Do not confuse the recording of the data with the data model. Think
about a sign-in and sign-out sheet or timeclock. Each line is "half a
fact"; the whole fact is the duration spent on the job. In this case,
the user logs onto a site, stays there for x-minutes. He is not there
for a Chronon (that is the term for a point in time in temporal
databases). So his table MIGHT look like this:

CREATE TABLE Browsing
(user_id VARCHAR(30) NOT NULL,
website VARCHAR(255) NOT NULL,
login_time TIMESTAMP DEFAULT CURRENT_TIMESTAMP NOT NULL,
logout_time TIMESTAMP, -- null means still there
CHECK (login_time <= logout_time), -- less than one minute problem
PRIMARY KEY (user_id, website, login_time));

The real problem in this situaiton is having to round to the minute.
We can force a convention on the stopping time to keep it away from the
starting point by a bit less than one munute -- ('yyyy-mm-ddThh:mm:00'
to 'yyyy-mm-ddThh:mm:59.997').
Ever read the paradoxes of Zeno? He went thru what happens when you
believe in Chronons. He lived in a time when Greek math was "integer
only" and without a continuum.

Aug 31 '05 #8
--CELKO-- opined thusly on Aug 31:
The real problem in this situaiton is having to round to the minute.
We can force a convention on the stopping time to keep it away from the
starting point by a bit less than one munute -- ('yyyy-mm-ddThh:mm:00'
to 'yyyy-mm-ddThh:mm:59.997').


As in my further woes (see recent reply in thread), at issue is the
adequacy of the data in describing the phenomena In this case, users cannot
simultaneously click a mouse on more than one thing -- though it's not
impossible to identify ways that http GETs can occur concurrently on one
machine under one user's context. At any rate, it should be obvious that
minute precision for web browsing event recording is insanely coarse. But I
doubt anyone planned for local Internet History to be used for purposes I'm
stretching it to. A proxy server is a choke-point that allows for more
precise dating, because it's an ideal platform for doing so. A Microsoft
DLL is not necessarily designed to meet needs its coders never had in mind,
alas.

Dang, if they'd only gone to second precision. I'd be content with that, I
swear! ;-)

--

Scott
Aug 31 '05 #9
You are fabricating an example to suit your definitions while makeing no
effort to distingush between instants and intervals. For someone who
recommends Snodgrass' work, you should really read chapters 3 and 11 of his
book.

--
Anith
Aug 31 '05 #10
On 30 Aug 2005 13:28:36 -0700, --CELKO-- wrote:
Basics: Time comes in durations, so evetns have a start and stop time.
Hi Joe,

Really?

In the Usenet headers of your message is this line:NNTP-Posting-Date: Tue, 30 Aug 2005 20:28:41 +0000 (UTC)

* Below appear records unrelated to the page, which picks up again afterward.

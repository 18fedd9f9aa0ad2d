use thiserror::Error;

/// Failures surfaced to callers of the insights pipeline.
///
/// Empty filter results are not errors; they come back as zero counts and
/// missing score scenarios.
#[derive(Debug, Error)]
pub enum InsightsError {
    #[error("teams are the same: {0}")]
    SameTeam(String),
    #[error("no team selected")]
    MissingTeam,
    #[error("no home city on record for {0:?}")]
    UnknownHomeCity(String),
    #[error("data source failure: {0}")]
    DataSource(String),
}

impl InsightsError {
    pub fn data_source(err: anyhow::Error) -> Self {
        Self::DataSource(format!("{err:#}"))
    }
}

pub type InsightsResult<T> = std::result::Result<T, InsightsError>;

This denotes the time you decided to hit the "send" button (or whatever
it's called in your software) and publish your message to the Usenet.
Please tell me the start and stop time of posting this message?

On my desk is a letter. The poststamp on the envelope is stamped by the
Dutch postal service. This stamp includes a date: "22 VIII 05". Please
don't tell me that this means that they started stamping it on midnight
and took a full 24 hours before the stamping was done.

Think about tracking when a web advertisement was served. The NNTP
protocol can't track how long I look at the ad. (IIRC, it's even
impossible to track if I have an ad blocker active). All web advertising
contracts are based on how often the ad is served. What is the start and
stop time of serving an ad?

How about police work? An officer is checking the streets, and at 11:47
AM he sees you driving through a red light. What's the start and stop
times of that? Or if you are caught speeding? Sure, you started speeding
before the officer caught you, and you might have continued after that,
but there's no way that the dept of Justice will ever find out - but
they do know the exact time that an officer of the law saw on his
equipment that you were driving 7.3 mph too fast.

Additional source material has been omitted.